§ **Task objective**: The answer must consist of every line from the data that holds "sidecar".

--

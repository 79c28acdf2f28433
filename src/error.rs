// Copyright (c) 2024 Jan Holthuis <jan.holthuis@rub.de>
//
// This Source Code Form is subject to the terms of the Mozilla Public License, v. 2.0. If a copy
// of the MPL was not distributed with this file, You can obtain one at
// http://mozilla.org/MPL/2.0/.
//
// SPDX-License-Identifier: MPL-2.0

//! Error and result types.

use std::io;
use std::path::PathBuf;
use thiserror::Error;

/// Main error type.
#[derive(Error, Debug)]
pub enum ErrorType {
    /// Configuration error.
    #[error("Configuration Error ({0})")]
    Config(#[from] crate::config::ConfigError),
    /// I/O Error.
    #[error("Input/Output error ({:?})", .0)]
    Io(#[from] io::Error),
    /// XDG BaseDirectories error.
    #[error("BaseDirectories error ({:?})", .0)]
    BaseDirectoriesError(#[from] xdg::BaseDirectoriesError),
    /// File has an unknown file extension.
    #[error("File has unknown file type")]
    UnknownFileType,
    /// Errors raised by the [`id3`] crate.
    #[cfg(feature = "id3")]
    #[error("Failed to read ID3 tag")]
    Id3(#[from] id3::Error),
    /// Errors raised by the [`metaflac`] crate.
    #[cfg(feature = "flac")]
    #[error("Failed to read FLAC tag")]
    Flac(#[from] metaflac::Error),
    /// An error occurred while analyzing the audio track.
    #[error("Audio analysis failed: {0}")]
    Analyzer(#[from] crate::analyzer::AnalyzerError),
    /// An error occurred while formatting a template string.
    #[error("Template formatting failed: {0}")]
    TemplateFormattingFailed(#[from] handlebars::RenderError),
    /// A database operation failed.
    #[error("Database error: {0}")]
    Database(#[from] rusqlite::Error),
    /// Acquiring a pooled database connection failed.
    #[error("Connection pool error: {0}")]
    Pool(#[from] r2d2::Error),
    /// JSON (de-)serialization of a sidecar failed.
    #[error("JSON error: {0}")]
    Json(#[from] serde_json::Error),

    /// §7 `ValidationError` — a file failed tag/format checks during extraction.
    ///
    /// Recorded against the file in the scan snapshot; never propagated to the caller.
    #[error("File validation failed: {0}")]
    Validation(String),
    /// §7 `GroupingError` — a structural error while grouping, e.g. grouping an incomplete
    /// snapshot.
    #[error("Grouping error: {0}")]
    Grouping(String),
    /// §7 `CollisionError` — a directory code or staging path could not be allocated.
    #[error("Collision error: {0}")]
    Collision(#[from] crate::directory_code::CollisionError),
    /// A staging conflict: the target staging directory already holds a non-matching sidecar.
    #[error("Staging conflict at {path}: {reason}")]
    StagingConflict {
        /// The staging directory that conflicted.
        path: PathBuf,
        /// Human-readable explanation.
        reason: String,
    },
    /// §7 `PromotionConflict` — a database uniqueness or precondition was violated while
    /// promoting a staging item. The caller should mark the item rejected and record this.
    #[error("Promotion conflict: {0}")]
    PromotionConflict(String),
    /// §9 open question resolution: an ambiguous release-group match was found and the caller
    /// must resolve it explicitly. This is not a failure, but it aborts the current promotion.
    #[error("Ambiguous release-group match ({0} candidates within the similarity margin)")]
    ConsolidationAmbiguity(usize),
    /// §7 `Cancelled` — the operation was aborted by caller-initiated cancellation.
    #[error("Operation cancelled")]
    Cancelled,
    /// The scan snapshot is incomplete (a cancelled scan) and cannot be grouped yet.
    #[error("Scan snapshot {0} is incomplete and cannot be grouped")]
    IncompleteSnapshot(String),
}

/// Convenience type.
pub type Result<T> = std::result::Result<T, ErrorType>;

--

§ **Output for this task**:
    /// JSON (de-)serialization of a sidecar failed.
    /// A staging conflict: the target staging directory already holds a non-matching sidecar.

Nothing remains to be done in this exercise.